What you have to do =>
Copy exactly the stretch of data below from the line with "pub fn parse_args()" through the line with "selection from --operator.", including both of those lines.

(Saved data entries)

<<<<

//! Command-line interface argument parsing.
//!
//! This module handles all CLI argument parsing using clap,
//! including validation and default values.

use crate::error::PipelineError;
use crate::models::{DateRange, LegalizationKind, OperatorSelection, ReportView};
use chrono::NaiveDate;
use clap::Parser;
use std::path::PathBuf;

/// prodreport - operator productivity reports from shared spreadsheets
///
/// Loads the PPL, Convenios, RIPS and Facturacion sheets (from the local
/// snapshot cache, or freshly with --sync), applies the date, category and
/// operator filters, and writes a Markdown or JSON report.
///
/// Examples:
///   prodreport --sync --spreadsheet-id 1AbC...
///   prodreport --from 2024-01-01 --to 2024-01-31
///   prodreport --view rips --operator Ana,Beto --format json
///   prodreport --list-operators
///   prodreport --init-config
#[derive(Parser, Debug, Clone)]
#[command(author, version, about, long_about = None)]
#[command(propagate_version = true)]
pub struct Args {
    /// Fetch every source before reporting
    ///
    /// Successful fetches replace the cached snapshot; failed ones fall back
    /// to it.
    #[arg(long)]
    pub sync: bool,

    /// Restrict the report to one view (default: all three)
    #[arg(long, value_name = "VIEW")]
    pub view: Option<ViewArg>,

    /// Legalization types to include (comma-separated)
    ///
    /// Example: --category ppl,convenios
    #[arg(long, value_name = "TYPES", value_delimiter = ',')]
    pub category: Option<Vec<CategoryArg>>,

    /// Operators to include (comma-separated); "all" selects everybody
    ///
    /// Example: --operator "Ana,Beto"
    #[arg(long, value_name = "NAMES", value_delimiter = ',')]
    pub operator: Vec<String>,

    /// First day of the date window (YYYY-MM-DD)
    #[arg(long, value_name = "DATE")]
    pub from: Option<NaiveDate>,

    /// Last day of the date window (YYYY-MM-DD), defaults to today
    #[arg(long, value_name = "DATE")]
    pub to: Option<NaiveDate>,

    /// Length of the default date window in days
    #[arg(long, value_name = "DAYS")]
    pub lookback_days: Option<u32>,

    /// Output format (markdown, json)
    #[arg(long, default_value = "markdown", value_name = "FORMAT")]
    pub format: OutputFormat,

    /// Output file path for the report
    ///
    /// Default: from config or productivity_report.md
    #[arg(short, long, value_name = "FILE")]
    pub output: Option<PathBuf>,

    /// Path to configuration file
    ///
    /// If not specified, looks for .prodreport.toml in the current directory
    #[arg(short, long, value_name = "FILE")]
    pub config: Option<PathBuf>,

    /// Spreadsheet document id
    #[arg(long, value_name = "ID", env = "PRODREPORT_SPREADSHEET_ID")]
    pub spreadsheet_id: Option<String>,

    /// Request timeout in seconds for each sheet fetch
    #[arg(long, value_name = "SECS")]
    pub timeout: Option<u64>,

    /// Directory holding the snapshot cache
    #[arg(long, value_name = "DIR")]
    pub cache_dir: Option<PathBuf>,

    /// Neither read nor write the snapshot cache
    #[arg(long)]
    pub no_cache: bool,

    /// Print every operator found in the loaded data and exit
    #[arg(long)]
    pub list_operators: bool,

    /// Generate a default .prodreport.toml configuration file
    #[arg(long)]
    pub init_config: bool,

    /// Enable verbose logging output
    #[arg(short, long)]
    pub verbose: bool,

    /// Run in quiet mode (minimal output)
    #[arg(short, long)]
    pub quiet: bool,
}

/// Output format for the report.
#[derive(Debug, Clone, Copy, PartialEq, Eq, Default, clap::ValueEnum)]
pub enum OutputFormat {
    /// Markdown format (default)
    #[default]
    Markdown,
    /// JSON format
    Json,
}

/// View selectable with --view.
#[derive(Debug, Clone, Copy, PartialEq, Eq, clap::ValueEnum)]
pub enum ViewArg {
    Legalizaciones,
    Rips,
    Facturacion,
}

impl ViewArg {
    pub fn view(self) -> ReportView {
        match self {
            ViewArg::Legalizaciones => ReportView::Legalizaciones,
            ViewArg::Rips => ReportView::Rips,
            ViewArg::Facturacion => ReportView::Facturacion,
        }
    }
}

/// Legalization type selectable with --category.
#[derive(Debug, Clone, Copy, PartialEq, Eq, clap::ValueEnum)]
pub enum CategoryArg {
    Ppl,
    Convenios,
}

impl CategoryArg {
    pub fn kind(self) -> LegalizationKind {
        match self {
            CategoryArg::Ppl => LegalizationKind::Ppl,
            CategoryArg::Convenios => LegalizationKind::Convenios,
        }
    }
}

impl Args {
    /// Parse command-line arguments.
    pub fn parse_args() -> Self {
        Self::parse()
    }

    /// Validate the parsed arguments.
    pub fn validate(&self) -> Result<(), String> {
        // Skip validation for --init-config
        if self.init_config {
            return Ok(());
        }

        if self.verbose && self.quiet {
            return Err("Cannot use both --verbose and --quiet".to_string());
        }

        if let Some(timeout) = self.timeout {
            if timeout == 0 {
                return Err("Timeout must be at least 1 second".to_string());
            }
        }

        Ok(())
    }

    /// Returns the log level based on verbosity settings.
    pub fn log_level(&self) -> tracing::Level {
        if self.quiet {
            tracing::Level::ERROR
        } else if self.verbose {
            tracing::Level::DEBUG
        } else {
            tracing::Level::INFO
        }
    }

    /// Views to compute, in display order.
    pub fn views(&self) -> Vec<ReportView> {
        match self.view {
            Some(view) => vec![view.view()],
            None => ReportView::ALL.to_vec(),
        }
    }

    /// Operator selection from --operator.
    pub fn operator_selection(&self) -> OperatorSelection {
        OperatorSelection::from_names(&self.operator)
    }

    /// Date window from --from/--to, falling back to `lookback_days` ending
    /// on `today`.
    pub fn date_range(
        &self,
        today: NaiveDate,
        lookback_days: u32,
    ) -> Result<DateRange, PipelineError> {
        let end = self.to.unwrap_or(today);
        match self.from {
            Some(start) => DateRange::new(start, end),
            None => DateRange::lookback(end, lookback_days),
        }
    }
}

#[cfg(test)]
mod tests {
    use super::*;

    fn make_args() -> Args {
        Args {
            sync: false,
            view: None,
            category: None,
            operator: Vec::new(),
            from: None,
            to: None,
            lookback_days: None,
            format: OutputFormat::Markdown,
            output: None,
            config: None,
            spreadsheet_id: None,
            timeout: None,
            cache_dir: None,
            no_cache: false,
            list_operators: false,
            init_config: false,
            verbose: false,
            quiet: false,
        }
    }

    fn date(y: i32, m: u32, d: u32) -> NaiveDate {
        NaiveDate::from_ymd_opt(y, m, d).unwrap()
    }

    #[test]
    fn test_validation_conflicting_options() {
        let mut args = make_args();
        args.verbose = true;
        args.quiet = true;
        assert!(args.validate().is_err());
    }

    #[test]
    fn test_validation_zero_timeout() {
        let mut args = make_args();
        args.timeout = Some(0);
        assert!(args.validate().is_err());

        args.timeout = Some(5);
        assert!(args.validate().is_ok());
    }

    #[test]
    fn test_log_level() {
        let mut args = make_args();
        assert_eq!(args.log_level(), tracing::Level::INFO);

        args.verbose = true;
        assert_eq!(args.log_level(), tracing::Level::DEBUG);

        args.verbose = false;
        args.quiet = true;
        assert_eq!(args.log_level(), tracing::Level::ERROR);
    }

    #[test]
    fn test_views() {
        let mut args = make_args();
        assert_eq!(args.views(), ReportView::ALL.to_vec());

        args.view = Some(ViewArg::Rips);
        assert_eq!(args.views(), vec![ReportView::Rips]);
    }

    #[test]
    fn test_date_range_defaults_to_lookback() {
        let args = make_args();
        let range = args.date_range(date(2024, 3, 31), 30).unwrap();
        assert_eq!(range.start(), date(2024, 3, 1));
        assert_eq!(range.end(), date(2024, 3, 31));
    }

    #[test]
    fn test_date_range_huge_lookback() {
        let args = make_args();
        assert!(matches!(
            args.date_range(date(2024, 3, 31), u32::MAX),
            Err(PipelineError::LookbackOutOfRange { .. })
        ));
    }

    #[test]
    fn test_date_range_explicit() {
        let mut args = make_args();
        args.from = Some(date(2024, 1, 1));
        args.to = Some(date(2024, 1, 31));
        let range = args.date_range(date(2024, 6, 1), 30).unwrap();
        assert_eq!(range.start(), date(2024, 1, 1));
        assert_eq!(range.end(), date(2024, 1, 31));
    }

    #[test]
    fn test_date_range_inverted() {
        let mut args = make_args();
        args.from = Some(date(2024, 2, 1));
        args.to = Some(date(2024, 1, 1));
        assert!(matches!(
            args.date_range(date(2024, 6, 1), 30),
            Err(PipelineError::InvalidDateRange { .. })
        ));
    }

    #[test]
    fn test_operator_selection() {
        let mut args = make_args();
        assert_eq!(args.operator_selection(), OperatorSelection::All);

        args.operator = vec!["Ana".to_string(), " Beto ".to_string()];
        assert!(args.operator_selection().allows("Beto"));
        assert!(!args.operator_selection().allows("Carla"));

        args.operator.push("Todos".to_string());
        assert_eq!(args.operator_selection(), OperatorSelection::All);
    }

    #[test]
    fn test_parse_flags() {
        let args = Args::try_parse_from([
            "prodreport",
            "--view",
            "facturacion",
            "--category",
            "ppl",
            "--operator",
            "Ana,Beto",
            "--from",
            "2024-01-01",
            "--format",
            "json",
        ])
        .unwrap();

        assert_eq!(args.view, Some(ViewArg::Facturacion));
        assert_eq!(args.category, Some(vec![CategoryArg::Ppl]));
        assert_eq!(args.operator, vec!["Ana", "Beto"]);
        assert_eq!(args.from, Some(date(2024, 1, 1)));
        assert_eq!(args.format, OutputFormat::Json);
    }
}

>>>>

Response to the task =>
    pub fn parse_args() -> Self {
        Self::parse()
    }

    /// Validate the parsed arguments.
    pub fn validate(&self) -> Result<(), String> {
        // Skip validation for --init-config
        if self.init_config {
            return Ok(());
        }

        if self.verbose && self.quiet {
            return Err("Cannot use both --verbose and --quiet".to_string());
        }

        if let Some(timeout) = self.timeout {
            if timeout == 0 {
                return Err("Timeout must be at least 1 second".to_string());
            }
        }

        Ok(())
    }

    /// Returns the log level based on verbosity settings.
    pub fn log_level(&self) -> tracing::Level {
        if self.quiet {
            tracing::Level::ERROR
        } else if self.verbose {
            tracing::Level::DEBUG
        } else {
            tracing::Level::INFO
        }
    }

    /// Views to compute, in display order.
    pub fn views(&self) -> Vec<ReportView> {
        match self.view {
            Some(view) => vec![view.view()],
            None => ReportView::ALL.to_vec(),
        }
    }

    /// Operator selection from --operator.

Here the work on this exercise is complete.